Goal of the exercise: The entries that follow should be duplicated in full, without a single alteration.

[Records drawn from a dataset]

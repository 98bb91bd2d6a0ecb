//! Shared plumbing for the `ignis` and `predict-spread` binaries

use anyhow::{Context, Result};
use ignis_core::config::{ForecastConfig, PipelineConfig};
use ignis_core::features::{Dataset, DatasetBuilder};
use ignis_core::model::metrics::{self, ClassificationReport, RegressionScores};
use ignis_core::model::{GbmParams, GradientBoostingClassifier, GradientBoostingRegressor};
use ignis_core::record::inspect_shard;
use ignis_core::{DataConfig, PredictionRequest, SpreadForecaster};
use std::path::{Path, PathBuf};
use std::time::Instant;
use tracing::info;
use tracing_subscriber::EnvFilter;

/// Log to stderr so stdout only carries results; `RUST_LOG` overrides `info`
pub fn init_tracing() {
    let filter = EnvFilter::try_from_default_env().unwrap_or_else(|_| EnvFilter::new("info"));
    tracing_subscriber::fmt()
        .with_env_filter(filter)
        .with_writer(std::io::stderr)
        .init();
}

/// Config file if given, defaults otherwise
pub fn load_config(path: Option<&Path>) -> Result<PipelineConfig> {
    match path {
        Some(p) => PipelineConfig::load(p)
            .with_context(|| format!("failed to load config from {}", p.display())),
        None => Ok(PipelineConfig::default()),
    }
}

/// Run one forecast and return it as a JSON line
///
/// The configuration is validated first, so a zero timeout cannot silently
/// push every lookup onto the fallback path.
pub fn predict_json(request_json: &str, config: &ForecastConfig) -> Result<String> {
    config.validate().context("invalid forecast configuration")?;
    let request =
        PredictionRequest::from_json(request_json).context("invalid prediction request")?;
    let forecaster = SpreadForecaster::from_config(config).with_context(|| {
        format!("failed to load spread models from {}", config.model_dir.display())
    })?;
    let result = forecaster.predict(&request)?;
    Ok(serde_json::to_string(&result)?)
}

/// `key: kind with length N` for the first record of a shard
pub fn inspect(shard: &Path) -> Result<String> {
    let summaries =
        inspect_shard(shard).with_context(|| format!("failed to inspect {}", shard.display()))?;
    let mut out = String::from("Keys in the example:\n");
    for s in &summaries {
        out.push_str(&format!("- {}\n", s.key));
    }
    out.push_str("\nFeature types and lengths:\n");
    for s in &summaries {
        out.push_str(&format!("{}: {} with length {}\n", s.key, s.kind, s.len));
    }
    Ok(out)
}

/// Build and save the train and test datasets
pub fn extract(data: &DataConfig) -> Result<(Dataset, Dataset)> {
    std::fs::create_dir_all(&data.output_dir)
        .with_context(|| format!("cannot create {}", data.output_dir.display()))?;

    info!("Extracting features from training data...");
    let train = build_dataset(data, &data.train_shard_paths(), data.max_train_samples);
    info!("Extracting features from test data...");
    let test = build_dataset(data, &data.test_shard_paths(), data.max_test_samples);

    info!("Saving processed data...");
    train.save(data.train_dataset_path())?;
    test.save(data.test_dataset_path())?;
    info!(
        "Processed and saved {} training samples and {} test samples",
        train.len(),
        test.len()
    );
    Ok((train, test))
}

fn build_dataset(data: &DataConfig, shards: &[PathBuf], max_samples: usize) -> Dataset {
    let mut builder = DatasetBuilder::new(data.layout, max_samples);
    builder.extend_from_shards(shards);
    builder.finish()
}

fn load_split(data: &DataConfig) -> Result<(Dataset, Dataset)> {
    info!("Loading data...");
    let train = Dataset::load(data.train_dataset_path()).with_context(|| {
        format!(
            "cannot load {}; run `ignis extract` first",
            data.train_dataset_path().display()
        )
    })?;
    let test = Dataset::load(data.test_dataset_path())
        .with_context(|| format!("cannot load {}", data.test_dataset_path().display()))?;
    if train.is_empty() {
        anyhow::bail!("training set is empty");
    }
    info!(
        "Training samples: {}, Test samples: {}, Features: {}",
        train.len(),
        test.len(),
        train.feature_names.len()
    );
    Ok((train, test))
}

fn importance_table(ranked: &[(&str, f64)]) -> String {
    ranked
        .iter()
        .enumerate()
        .map(|(i, (name, imp))| format!("{}. {}: {:.4}\n", i + 1, name, imp))
        .collect()
}

/// Fit, evaluate and save the spread classifier; returns the printed report
pub fn train_classifier(data: &DataConfig, params: GbmParams, model_path: &Path) -> Result<String> {
    let (train, test) = load_split(data)?;
    info!("{}", train.stats());

    info!("Training Gradient Boosting Classifier...");
    let started = Instant::now();
    let model = GradientBoostingClassifier::fit(&train.features, &train.spread_labels, params)?;
    info!("Training completed in {:.2} seconds", started.elapsed().as_secs_f64());

    info!("Evaluating model...");
    let probabilities = model.predict_proba_batch(&test.features)?;
    let predicted: Vec<u8> = probabilities.iter().map(|&p| u8::from(p > 0.5)).collect();
    let report = ClassificationReport::new(&test.spread_labels, &predicted);

    let mut out = format!("Test Accuracy: {:.4}\n", report.accuracy);
    match metrics::roc_auc(&test.spread_labels, &probabilities) {
        Some(auc) => out.push_str(&format!("ROC AUC Score: {auc:.4}\n")),
        None => out.push_str("ROC AUC Score: undefined (single class in test set)\n"),
    }
    out.push_str(&format!("\nClassification Report:\n{report}\n"));
    out.push_str(&format!("\nConfusion Matrix:\n{}\n", report.confusion));
    out.push_str("\nFeature Importance:\n");
    out.push_str(&importance_table(&model.ensemble().ranked_importances()));

    save_model(model_path, |p| model.save(p))?;
    out.push_str(&format!("Model saved as {}\n", model_path.display()));
    Ok(out)
}

/// Fit, evaluate and save the spread-ratio regressor; returns the printed report
pub fn train_regressor(data: &DataConfig, params: GbmParams, model_path: &Path) -> Result<String> {
    let (train, test) = load_split(data)?;
    info!("{}", train.stats());

    info!("Training Gradient Boosting Regressor...");
    let started = Instant::now();
    let model = GradientBoostingRegressor::fit(&train.features, &train.spread_ratios, params)?;
    info!("Training completed in {:.2} seconds", started.elapsed().as_secs_f64());

    info!("Evaluating model...");
    let predicted = model.predict_batch(&test.features)?;
    let scores = RegressionScores::new(&test.spread_ratios, &predicted);

    let mut out = format!(
        "Test MSE: {:.4}\nTest RMSE: {:.4}\nTest MAE: {:.4}\nTest R² Score: {:.4}\n",
        scores.mse, scores.rmse, scores.mae, scores.r2
    );
    out.push_str("\nFeature Importance:\n");
    out.push_str(&importance_table(&model.ensemble().ranked_importances()));

    save_model(model_path, |p| model.save(p))?;
    out.push_str(&format!("Model saved as {}\n", model_path.display()));
    Ok(out)
}

fn save_model<F>(path: &Path, save: F) -> Result<()>
where
    F: FnOnce(&Path) -> ignis_core::IgnisResult<()>,
{
    if let Some(dir) = path.parent().filter(|d| !d.as_os_str().is_empty()) {
        std::fs::create_dir_all(dir).with_context(|| format!("cannot create {}", dir.display()))?;
    }
    save(path).with_context(|| format!("failed to save model to {}", path.display()))
}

Response to the exercise:
repository 98bb91bd2d6a0ecb
//! Shared plumbing for the `ignis` and `predict-spread` binaries

use anyhow::{Context, Result};
use ignis_core::config::{ForecastConfig, PipelineConfig};
use ignis_core::features::{Dataset, DatasetBuilder};
use ignis_core::model::metrics::{self, ClassificationReport, RegressionScores};
use ignis_core::model::{GbmParams, GradientBoostingClassifier, GradientBoostingRegressor};
use ignis_core::record::inspect_shard;
use ignis_core::{DataConfig, PredictionRequest, SpreadForecaster};
use std::path::{Path, PathBuf};
use std::time::Instant;
use tracing::info;
use tracing_subscriber::EnvFilter;

/// Log to stderr so stdout only carries results; `RUST_LOG` overrides `info`
pub fn init_tracing() {
    let filter = EnvFilter::try_from_default_env().unwrap_or_else(|_| EnvFilter::new("info"));
    tracing_subscriber::fmt()
        .with_env_filter(filter)
        .with_writer(std::io::stderr)
        .init();
}

/// Config file if given, defaults otherwise
pub fn load_config(path: Option<&Path>) -> Result<PipelineConfig> {
    match path {
        Some(p) => PipelineConfig::load(p)
            .with_context(|| format!("failed to load config from {}", p.display())),
        None => Ok(PipelineConfig::default()),
    }
}

/// Run one forecast and return it as a JSON line
///
/// The configuration is validated first, so a zero timeout cannot silently
/// push every lookup onto the fallback path.
pub fn predict_json(request_json: &str, config: &ForecastConfig) -> Result<String> {
    config.validate().context("invalid forecast configuration")?;
    let request =
        PredictionRequest::from_json(request_json).context("invalid prediction request")?;
    let forecaster = SpreadForecaster::from_config(config).with_context(|| {
        format!("failed to load spread models from {}", config.model_dir.display())
    })?;
    let result = forecaster.predict(&request)?;
    Ok(serde_json::to_string(&result)?)
}

/// `key: kind with length N` for the first record of a shard
pub fn inspect(shard: &Path) -> Result<String> {
    let summaries =
        inspect_shard(shard).with_context(|| format!("failed to inspect {}", shard.display()))?;
    let mut out = String::from("Keys in the example:\n");
    for s in &summaries {
        out.push_str(&format!("- {}\n", s.key));
    }
    out.push_str("\nFeature types and lengths:\n");
    for s in &summaries {
        out.push_str(&format!("{}: {} with length {}\n", s.key, s.kind, s.len));
    }
    Ok(out)
}

/// Build and save the train and test datasets
pub fn extract(data: &DataConfig) -> Result<(Dataset, Dataset)> {
    std::fs::create_dir_all(&data.output_dir)
        .with_context(|| format!("cannot create {}", data.output_dir.display()))?;

    info!("Extracting features from training data...");
    let train = build_dataset(data, &data.train_shard_paths(), data.max_train_samples);
    info!("Extracting features from test data...");
    let test = build_dataset(data, &data.test_shard_paths(), data.max_test_samples);

    info!("Saving processed data...");
    train.save(data.train_dataset_path())?;
    test.save(data.test_dataset_path())?;
    info!(
        "Processed and saved {} training samples and {} test samples",
        train.len(),
        test.len()
    );
    Ok((train, test))
}

fn build_dataset(data: &DataConfig, shards: &[PathBuf], max_samples: usize) -> Dataset {
    let mut builder = DatasetBuilder::new(data.layout, max_samples);
    builder.extend_from_shards(shards);
    builder.finish()
}

fn load_split(data: &DataConfig) -> Result<(Dataset, Dataset)> {
    info!("Loading data...");
    let train = Dataset::load(data.train_dataset_path()).with_context(|| {
        format!(
            "cannot load {}; run `ignis extract` first",
            data.train_dataset_path().display()
        )
    })?;
    let test = Dataset::load(data.test_dataset_path())
        .with_context(|| format!("cannot load {}", data.test_dataset_path().display()))?;
    if train.is_empty() {
        anyhow::bail!("training set is empty");
    }
    info!(
        "Training samples: {}, Test samples: {}, Features: {}",
        train.len(),
        test.len(),
        train.feature_names.len()
    );
    Ok((train, test))
}

fn importance_table(ranked: &[(&str, f64)]) -> String {
    ranked
        .iter()
        .enumerate()
        .map(|(i, (name, imp))| format!("{}. {}: {:.4}\n", i + 1, name, imp))
        .collect()
}

/// Fit, evaluate and save the spread classifier; returns the printed report
pub fn train_classifier(data: &DataConfig, params: GbmParams, model_path: &Path) -> Result<String> {
    let (train, test) = load_split(data)?;
    info!("{}", train.stats());

    info!("Training Gradient Boosting Classifier...");
    let started = Instant::now();
    let model = GradientBoostingClassifier::fit(&train.features, &train.spread_labels, params)?;
    info!("Training completed in {:.2} seconds", started.elapsed().as_secs_f64());

    info!("Evaluating model...");
    let probabilities = model.predict_proba_batch(&test.features)?;
    let predicted: Vec<u8> = probabilities.iter().map(|&p| u8::from(p > 0.5)).collect();
    let report = ClassificationReport::new(&test.spread_labels, &predicted);

    let mut out = format!("Test Accuracy: {:.4}\n", report.accuracy);
    match metrics::roc_auc(&test.spread_labels, &probabilities) {
        Some(auc) => out.push_str(&format!("ROC AUC Score: {auc:.4}\n")),
        None => out.push_str("ROC AUC Score: undefined (single class in test set)\n"),
    }
    out.push_str(&format!("\nClassification Report:\n{report}\n"));
    out.push_str(&format!("\nConfusion Matrix:\n{}\n", report.confusion));
    out.push_str("\nFeature Importance:\n");
    out.push_str(&importance_table(&model.ensemble().ranked_importances()));

    save_model(model_path, |p| model.save(p))?;
    out.push_str(&format!("Model saved as {}\n", model_path.display()));
    Ok(out)
}

/// Fit, evaluate and save the spread-ratio regressor; returns the printed report
pub fn train_regressor(data: &DataConfig, params: GbmParams, model_path: &Path) -> Result<String> {
    let (train, test) = load_split(data)?;
    info!("{}", train.stats());

    info!("Training Gradient Boosting Regressor...");
    let started = Instant::now();
    let model = GradientBoostingRegressor::fit(&train.features, &train.spread_ratios, params)?;
    info!("Training completed in {:.2} seconds", started.elapsed().as_secs_f64());

    info!("Evaluating model...");
    let predicted = model.predict_batch(&test.features)?;
    let scores = RegressionScores::new(&test.spread_ratios, &predicted);

    let mut out = format!(
        "Test MSE: {:.4}\nTest RMSE: {:.4}\nTest MAE: {:.4}\nTest R² Score: {:.4}\n",
        scores.mse, scores.rmse, scores.mae, scores.r2
    );
    out.push_str("\nFeature Importance:\n");
    out.push_str(&importance_table(&model.ensemble().ranked_importances()));

    save_model(model_path, |p| model.save(p))?;
    out.push_str(&format!("Model saved as {}\n", model_path.display()));
    Ok(out)
}

fn save_model<F>(path: &Path, save: F) -> Result<()>
where
    F: FnOnce(&Path) -> ignis_core::IgnisResult<()>,
{
    if let Some(dir) = path.parent().filter(|d| !d.as_os_str().is_empty()) {
        std::fs::create_dir_all(dir).with_context(|| format!("cannot create {}", dir.display()))?;
    }
    save(path).with_context(|| format!("failed to save model to {}", path.display()))
}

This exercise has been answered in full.